> _TASK REQUIREMENTS_: Go line by line through the data below and work out how many lines contain "slot"; the answer is that number alone.

> _DATA FOR PROCESSING_:
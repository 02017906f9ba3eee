//! Integration tests for the staged pipeline over tempdir fixtures.
//!
//! Agent workspaces are pre-seeded with stub `main.py` entry points. The
//! sync stage fails for every fixture (the workspaces are not git
//! checkouts), which doubles as a check that sync failures degrade
//! gracefully while the pre-existing workspaces still run.

use deepfence_core::{
    AgentOutcome, AgentSpec, NullObserver, Pipeline, PipelineConfig, PipelineEvent,
    PipelineObserver, Roster, Stage,
};
use std::path::Path;
use std::sync::Mutex;

fn agent(name: &str) -> AgentSpec {
    AgentSpec {
        name: name.to_string(),
        repo: format!("/nonexistent/{name}.git"),
    }
}

fn seed_agent(base: &Path, name: &str, main_py: &str) {
    let workspace = base.join("agents").join(name);
    std::fs::create_dir_all(&workspace).unwrap();
    std::fs::write(workspace.join("main.py"), main_py).unwrap();
}

/// Test: end-to-end artifact layout for one mapper, one organizer, one reporter.
#[tokio::test]
async fn test_end_to_end_artifact_layout() {
    let base = tempfile::tempdir().unwrap();
    let target = tempfile::tempdir().unwrap();

    seed_agent(
        base.path(),
        "m1",
        "import json\nopen('output.json', 'w').write(json.dumps({'x': 1}))\n",
    );
    seed_agent(
        base.path(),
        "o1",
        "import os\nos.makedirs('output', exist_ok=True)\nopen('output/summary.csv', 'w').write('a,b')\n",
    );
    seed_agent(
        base.path(),
        "r1",
        "import sys, os, json\n\
         assert os.path.isabs(sys.argv[1])\n\
         open('output.json', 'w').write(json.dumps({'y': 2}))\n\
         open('output.html', 'w').write('<html></html>')\n",
    );

    let roster = Roster {
        mapper_agents: vec![agent("m1")],
        organizer_agents: vec![agent("o1")],
        reporter_agent: Some(agent("r1")),
    };
    let config = PipelineConfig::new(base.path(), target.path());

    let result = Pipeline::run(&config, &roster, &NullObserver)
        .await
        .expect("pipeline failed");

    // All syncs failed (fixtures are not git repos), all agents still ran.
    assert_eq!(result.syncs.len(), 3);
    assert!(result.syncs.iter().all(|s| !s.ok));
    assert_eq!(result.succeeded_count(), 3);
    assert_eq!(result.failed_count(), 0);
    assert!(result.archived_to.is_none(), "first run has nothing to archive");

    let outputs = base.path().join("outputs");
    assert_eq!(
        std::fs::read_to_string(outputs.join("m1_output.json")).unwrap(),
        r#"{"x": 1}"#
    );
    assert_eq!(
        std::fs::read_to_string(outputs.join("o1/summary.csv")).unwrap(),
        "a,b"
    );
    assert_eq!(
        std::fs::read_to_string(outputs.join("r1_output.json")).unwrap(),
        r#"{"y": 2}"#
    );
    assert!(outputs.join("r1_report.html").exists());
}

/// Test: a second run archives the first run's entire output area.
#[tokio::test]
async fn test_second_run_archives_first() {
    let base = tempfile::tempdir().unwrap();
    let target = tempfile::tempdir().unwrap();

    seed_agent(
        base.path(),
        "m1",
        "open('output.json', 'w').write('{}')\n",
    );

    let roster = Roster {
        mapper_agents: vec![agent("m1")],
        ..Default::default()
    };
    let config = PipelineConfig::new(base.path(), target.path());

    let first = Pipeline::run(&config, &roster, &NullObserver).await.unwrap();
    assert!(first.archived_to.is_none());

    let second = Pipeline::run(&config, &roster, &NullObserver).await.unwrap();
    let slot = second.archived_to.expect("second run should archive");
    assert_eq!(slot.file_name().unwrap(), "output-00001");
    assert!(slot.join("m1_output.json").exists());

    // Fresh output area was repopulated by the second run.
    assert!(base.path().join("outputs/m1_output.json").exists());
}

/// Test: a failing mapper does not block subsequent mappers.
#[tokio::test]
async fn test_mapper_failure_does_not_block_later_mappers() {
    let base = tempfile::tempdir().unwrap();
    let target = tempfile::tempdir().unwrap();

    seed_agent(base.path(), "bad", "import sys\nsys.exit(1)\n");
    seed_agent(
        base.path(),
        "good",
        "open('output.json', 'w').write('{\"ok\": true}')\n",
    );

    let roster = Roster {
        mapper_agents: vec![agent("bad"), agent("good")],
        ..Default::default()
    };
    let config = PipelineConfig::new(base.path(), target.path());

    let result = Pipeline::run(&config, &roster, &NullObserver).await.unwrap();

    assert_eq!(result.failed_count(), 1);
    assert_eq!(result.succeeded_count(), 1);
    assert!(matches!(
        result.mappers[0].outcome,
        AgentOutcome::Failed { exit_code: 1, .. }
    ));

    let outputs = base.path().join("outputs");
    assert!(!outputs.join("bad_output.json").exists());
    assert!(outputs.join("good_output.json").exists());
}

/// Test: organizers with identical relative artifact names never collide.
#[tokio::test]
async fn test_organizer_namespace_isolation() {
    let base = tempfile::tempdir().unwrap();
    let target = tempfile::tempdir().unwrap();

    seed_agent(
        base.path(),
        "o1",
        "import os\nos.makedirs('output', exist_ok=True)\nopen('output/data.txt', 'w').write('from o1')\n",
    );
    seed_agent(
        base.path(),
        "o2",
        "import os\nos.makedirs('output', exist_ok=True)\nopen('output/data.txt', 'w').write('from o2')\n",
    );

    let roster = Roster {
        organizer_agents: vec![agent("o1"), agent("o2")],
        ..Default::default()
    };
    let config = PipelineConfig::new(base.path(), target.path());

    Pipeline::run(&config, &roster, &NullObserver).await.unwrap();

    let outputs = base.path().join("outputs");
    assert_eq!(
        std::fs::read_to_string(outputs.join("o1/data.txt")).unwrap(),
        "from o1"
    );
    assert_eq!(
        std::fs::read_to_string(outputs.join("o2/data.txt")).unwrap(),
        "from o2"
    );
}

/// Test: an agent whose sync and workspace are both absent is reported as
/// missing its entry point, without aborting the stage.
#[tokio::test]
async fn test_unsynced_agent_reported_missing() {
    let base = tempfile::tempdir().unwrap();
    let target = tempfile::tempdir().unwrap();

    seed_agent(
        base.path(),
        "present",
        "open('output.json', 'w').write('{}')\n",
    );

    let roster = Roster {
        mapper_agents: vec![agent("absent"), agent("present")],
        ..Default::default()
    };
    let config = PipelineConfig::new(base.path(), target.path());

    let result = Pipeline::run(&config, &roster, &NullObserver).await.unwrap();

    assert!(matches!(
        result.mappers[0].outcome,
        AgentOutcome::EntrypointMissing
    ));
    assert!(result.mappers[1].outcome.succeeded());
    assert!(base.path().join("outputs/present_output.json").exists());
}

/// Test: the default stitch rule feeds the mapper graph into the reporter's
/// reports folder, and the final report is located under the reporter's
/// namespace.
#[tokio::test]
async fn test_stitch_and_report_discovery() {
    let base = tempfile::tempdir().unwrap();
    let target = tempfile::tempdir().unwrap();

    // "mapper-agent" contributes a directory namespace via its output/ tree.
    seed_agent(
        base.path(),
        "mapper-agent",
        "import os\nos.makedirs('output', exist_ok=True)\n\
         open('output/topological-graph-output.json', 'w').write('{\"nodes\": []}')\n",
    );
    seed_agent(
        base.path(),
        "reporter",
        "import os\nos.makedirs('output/reports', exist_ok=True)\n\
         open('output/reports/cybersecurity-report.html', 'w').write('<h1>report</h1>')\n",
    );

    let roster = Roster {
        organizer_agents: vec![agent("mapper-agent")],
        reporter_agent: Some(agent("reporter")),
        ..Default::default()
    };
    let config = PipelineConfig::new(base.path(), target.path());

    let result = Pipeline::run(&config, &roster, &NullObserver).await.unwrap();

    assert_eq!(result.stitched.len(), 1);
    let outputs = base.path().join("outputs");
    assert_eq!(
        std::fs::read_to_string(
            outputs.join("reporter/reports/topological-graph-output.json")
        )
        .unwrap(),
        r#"{"nodes": []}"#
    );

    let report = result.report_path.expect("report should be discovered");
    assert!(report.ends_with("reporter/reports/cybersecurity-report.html"));
}

/// Test: duplicate agent names abort before any filesystem side effects.
#[tokio::test]
async fn test_invalid_roster_aborts_without_side_effects() {
    let base = tempfile::tempdir().unwrap();
    let target = tempfile::tempdir().unwrap();

    let roster = Roster {
        mapper_agents: vec![agent("dup")],
        organizer_agents: vec![agent("dup")],
        ..Default::default()
    };
    let config = PipelineConfig::new(base.path(), target.path());

    let result = Pipeline::run(&config, &roster, &NullObserver).await;
    assert!(result.is_err());
    assert!(!base.path().join("agents").exists());
    assert!(!base.path().join("outputs").exists());
}

/// Observer recording stage transitions, to pin the stage order.
struct StageOrderObserver {
    stages: Mutex<Vec<&'static str>>,
}

impl PipelineObserver for StageOrderObserver {
    fn on_event(&self, event: &PipelineEvent) {
        if let PipelineEvent::StageStarted { stage } = event {
            self.stages.lock().unwrap().push(stage.name());
        }
    }
}

/// Test: stages run in the fixed order, each exactly once.
#[tokio::test]
async fn test_stage_order_is_fixed() {
    let base = tempfile::tempdir().unwrap();
    let target = tempfile::tempdir().unwrap();

    seed_agent(
        base.path(),
        "m1",
        "open('output.json', 'w').write('{}')\n",
    );

    let roster = Roster {
        mapper_agents: vec![agent("m1")],
        ..Default::default()
    };
    let config = PipelineConfig::new(base.path(), target.path());
    let observer = StageOrderObserver {
        stages: Mutex::new(Vec::new()),
    };

    Pipeline::run(&config, &roster, &observer).await.unwrap();

    let stages = observer.stages.lock().unwrap();
    assert_eq!(
        *stages,
        vec![
            Stage::ArchivePrior.name(),
            Stage::PrepareDirs.name(),
            Stage::SyncAgents.name(),
            Stage::RunMappers.name(),
            Stage::RunOrganizers.name(),
            Stage::RunReporter.name(),
            Stage::Done.name(),
        ]
    );
}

> _ANSWER SECTION_: 3